Valkenburg identified a descriptive model for design as reflective practice which represents what designers do when they work together. He explained that designers work by “naming relevant factors in the design situation”. Then they frame the situation such that they can move toward a solution and reflect about those moves. He defined reflection as a “conscious and rational activity” that can lead to reframing the problem, making new moves, and attending new issues when necessary, that leads to satisfactory results. Based on this, reflective practice consists of four activities: naming, framing, moving, and reflecting. Valkenburg reflects on these ideas based on Schön’s research and related them to the design process. He tried to work on what he established are some weaknesses on Schön’s research: inadequate empirical evidence, lack of precise technology, making reflective practice to work, and paradox between generalization and specification.

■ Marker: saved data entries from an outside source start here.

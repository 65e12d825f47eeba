//! Console I/O seams
//!
//! Screens never touch stdout or the keyboard directly. They write through an
//! [`OutputSink`] and ask an [`InputSource`] whether the operator wants out,
//! so every screen runs unchanged against a real terminal or an in-memory
//! capture.

use std::io::{self, BufRead};

pub mod capture;
pub mod terminal;

pub use capture::{CaptureSink, Frame, ScriptedInput};
pub use terminal::{KeyboardInput, TerminalSink};

/// Where rendered text goes.
pub trait OutputSink {
    /// Write a full line.
    fn write_line(&mut self, line: &str) -> io::Result<()>;

    /// Overwrite the current line in place (carriage-return redraw).
    fn redraw_line(&mut self, line: &str) -> io::Result<()>;

    /// Clear the screen and home the cursor before a full redraw.
    fn clear_screen(&mut self) -> io::Result<()>;

    fn flush(&mut self) -> io::Result<()>;
}

/// Non-blocking cancellation check.
pub trait InputSource {
    /// Returns true once the operator has asked to stop. Must not block.
    fn poll_cancel(&mut self) -> io::Result<bool>;
}

/// Blocking line input for prompts such as kill confirmation.
pub trait LineReader {
    /// Next line without its terminator, or `None` at end of input.
    fn next_line(&mut self) -> io::Result<Option<String>>;
}

impl<R: BufRead> LineReader for R {
    fn next_line(&mut self) -> io::Result<Option<String>> {
        let mut line = String::new();
        if self.read_line(&mut line)? == 0 {
            return Ok(None);
        }
        Ok(Some(line.trim_end_matches(['\r', '\n']).to_string()))
    }
}

/// Print `question`, read one answer and return true for `y`/`yes`.
pub fn confirm(
    out: &mut dyn OutputSink,
    input: &mut dyn LineReader,
    question: &str,
) -> io::Result<bool> {
    out.write_line(&format!("{} (Y/N): ", question))?;
    out.flush()?;
    let answer = input.next_line()?.unwrap_or_default();
    Ok(matches!(answer.trim().to_ascii_uppercase().as_str(), "Y" | "YES"))
}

At the same time, I believe Valkenburg’s work relate to Greeno’s ideas about situative theory. According to Greeno, the situative perspective “emphasizes aspects of problem spaces that emerge in activity, the interactive construction of understanding, and people’s engagement in activities”. It relates to the reflection-in-action and reflection-on-action established by Schön and applied by Valkenburg into a design context. According to Schön, reflection-in-action refers to thinking about doing something while doing it; reflection-on-action involves “thinking on patterns of action, on the situations in which they are performing”. There are many ideas from this week’s readings, it will be interesting to hear about them in our classroom conversations.

Junqiu said...

I like the idea of Greeno's "learning in a situative view is hypothesized to be becoming attuned to constraints and affordances of activity and becoing more centrally involved in the practices of a community". This perspective brings pedagogical application in the designing an engineering curriculum. Traditional curriculum focused a lot on learning as an individual in cognitive and behavior space. In situative perspective,traditional learning content of pieces of information will be replaced with learning solving designing problems; lecturing will be replaced with more interactive and situative based and assessment will also be more of reflect on action or reflect in action.